Tiempo total de preparación: 40 minutos
Tiempo de cocción: 20 minutos
Tiempo de preparación: 20 minutos
Número de porciones: 2

Ingredientes:
- 300 g de hígado de pollo (o hígado de res, según preferencias)
- 50 ml de aceite (de girasol o de oliva)
- 6-7 dientes de ajo
- Jugo de 1/2 limón
- Sal y pimienta al gusto
- 200 g de harina de maíz (para la polenta)
- 800 ml de agua (para la polenta)
- Una cucharadita de sal (para la polenta)

Utensilios necesarios:
- Sartén
- Olla para la polenta
- Martillo de carne o un objeto pesado para golpear
- Utensilios para mezclar
- Rallador o triturador para el ajo

Una breve historia sobre la receta:
El hígado con ajo y polenta es un plato tradicional que a menudo se encuentra en las mesas rumanas, especialmente durante las festividades o reuniones familiares. Esta receta ha sido transmitida de generación en generación, con profundas raíces en la cultura culinaria local. El hígado, considerado una delicadeza, se prepara de diversas maneras, pero la combinación con ajo y polenta lo hace realmente especial.

Paso a paso:

1. Preparación del hígado:
- Lava el hígado bajo un chorro de agua fría y retira cualquier membrana o vaso sanguíneo. Corta en rodajas de aproximadamente 1 cm de grosor. Esto ayudará a que el hígado se cocine de manera uniforme y hará que la textura sea más agradable.
- Usa el martillo de carne para golpear suavemente las rodajas de hígado. Este paso no solo las aplanará, sino que también ayudará a que los sabores penetren durante la cocción. Ten cuidado de no aplastarlas, sino de mejorar su textura.

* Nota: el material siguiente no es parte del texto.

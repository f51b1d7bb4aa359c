// SPDX-License-Identifier: BUSL-1.1
// Copyright (c) 2026 Alfred Jean LLC

use super::*;
use serde_json::json;

#[test]
fn canonical_json_sorts_keys_recursively() {
    let value = json!({"b": 1, "a": {"z": true, "y": [1, 2]}});
    assert_eq!(
        canonical_json(&value),
        "{\"a\":{\"y\":[1,2],\"z\":true},\"b\":1}"
    );
}

#[test]
fn hash_is_key_order_independent() {
    let one = json!({"alpha": 1, "beta": [1, 2, 3]});
    let two = json!({"beta": [1, 2, 3], "alpha": 1});
    assert_eq!(config_hash(&one), config_hash(&two));
}

#[test]
fn hash_is_value_sensitive() {
    let one = json!({"alpha": 1});
    let two = json!({"alpha": 2});
    assert_ne!(config_hash(&one), config_hash(&two));
}

#[test]
fn hash_is_sha256_hex() {
    let digest = config_hash(&json!({}));
    assert_eq!(digest.len(), 64);
    assert!(digest.chars().all(|c| c.is_ascii_hexdigit()));
}

#[test]
fn array_order_matters() {
    assert_ne!(
        config_hash(&json!({"k": [1, 2]})),
        config_hash(&json!({"k": [2, 1]}))
    );
}
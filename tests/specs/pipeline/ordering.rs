// SPDX-License-Identifier: BUSL-1.1
// Copyright (c) 2026 Alfred Jean LLC

//! Step ordering and recursive-mode specs

use crate::prelude::*;

#[test]
fn two_steps_run_strictly_in_order() {
    let project = Project::empty();
    project.file(
        "config_first.json",
        r#"{"execution_control": {"option": "local"}, "cmd": "echo 1 > first.txt"}"#,
    );
    project.file(
        "config_second.json",
        r#"{"execution_control": {"option": "local"}, "cmd": "cp first.txt second.txt"}"#,
    );
    project.file(
        "config_pipeline.json",
        r#"{
            "pipeline": [
                {"first": "./config_first.json", "command": "script"},
                {"second": "./config_second.json", "command": "script"}
            ]
        }"#,
    );

    // one step per invocation
    project.swath().args(&["pipeline"]).passes();
    assert!(project.has_file("first.txt"));
    assert!(!project.has_file("second.txt"));

    project.swath().args(&["pipeline"]).passes();
    assert!(project.has_file("second.txt"));

    project
        .swath()
        .args(&["pipeline"])
        .passes()
        .stdout_has("pipeline is done");
}

#[test]
fn monitor_mode_drives_the_whole_pipeline_in_one_invocation() {
    let project = Project::empty();
    project.file(
        "config_first.json",
        r#"{"execution_control": {"option": "local"}, "cmd": "echo 1 > first.txt"}"#,
    );
    project.file(
        "config_second.json",
        r#"{"execution_control": {"option": "local"}, "cmd": "cp first.txt second.txt"}"#,
    );
    project.file(
        "config_pipeline.json",
        r#"{
            "pipeline": [
                {"first": "./config_first.json", "command": "script"},
                {"second": "./config_second.json", "command": "script"}
            ]
        }"#,
    );

    project
        .swath()
        .args(&["pipeline", "--monitor"])
        .env("SWATH_POLL_SECS", "0.05")
        .passes()
        .stdout_has("pipeline is done");
    assert!(project.has_file("second.txt"));

    // the monitor token is cleared on exit
    assert!(project.status_json().get("monitor_pid").is_none());
}

#[test]
fn recursive_mode_runs_each_subproject() {
    let project = Project::empty();
    for name in ["proj_a", "proj_b"] {
        project.file(
            &format!("{}/config_runner.json", name),
            r#"{"execution_control": {"option": "local"}, "cmd": "true"}"#,
        );
        project.file(
            &format!("{}/config_pipeline.json", name),
            r#"{"pipeline": [{"runner": "./config_runner.json", "command": "script"}]}"#,
        );
    }
    // a subdirectory without a pipeline config is skipped
    project.file("not_a_project/readme.txt", "nothing here");

    let result = project.swath().args(&["pipeline", "-r"]).passes();
    result.stdout_has("proj_a").stdout_has("proj_b");

    assert!(project.has_file("proj_a/swath_status.json"));
    assert!(project.has_file("proj_b/swath_status.json"));
    assert!(!project.has_file("not_a_project/swath_status.json"));
}
// SPDX-License-Identifier: BUSL-1.1
// Copyright (c) 2026 Alfred Jean LLC

use super::*;

#[test]
fn fake_clock_starts_at_a_fixed_instant() {
    let one = FakeClock::new();
    let two = FakeClock::new();
    assert_eq!(one.now(), two.now());
}

#[test]
fn fake_clock_advances_by_seconds() {
    let clock = FakeClock::new();
    let start = clock.now();
    clock.advance_secs(90);
    assert_eq!(clock.now() - start, chrono::Duration::seconds(90));
    clock.advance_secs(-30);
    assert_eq!(clock.now() - start, chrono::Duration::seconds(60));
}

#[test]
fn fake_clock_timestamp_is_rfc3339_seconds_utc() {
    let clock = FakeClock::new();
    assert_eq!(clock.timestamp(), "2026-01-01T00:00:00Z");
    clock.advance_secs(3661);
    assert_eq!(clock.timestamp(), "2026-01-01T01:01:01Z");
}

#[test]
fn system_clock_timestamp_shape() {
    let stamp = SystemClock.timestamp();
    // seconds precision, UTC suffix, no fractional part
    assert!(stamp.ends_with('Z'));
    assert!(!stamp.contains('.'));
    let parsed = chrono::DateTime::parse_from_rfc3339(&stamp).unwrap();
    assert_eq!(parsed.offset().local_minus_utc(), 0);
}

#[test]
fn system_clock_is_monotonic_enough_for_status_stamps() {
    let clock = SystemClock;
    let first = clock.now();
    let second = clock.now();
    assert!(second >= first);
}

2. Preparación de la pasta de ajo:
- En un tazón pequeño, coloca los dientes de ajo pelados. Usa un triturador para triturarlos hasta obtener una pasta fina. Si prefieres un sabor más intenso, puedes añadir un poco de sal, lo que ayudará a triturar el ajo.
- Añade 50 ml de aceite y el jugo de limón. Mezcla bien hasta obtener una emulsión similar a la mayonesa. Esta pasta de ajo añadirá un sabor delicioso y proporcionará un agradable contraste con el hígado.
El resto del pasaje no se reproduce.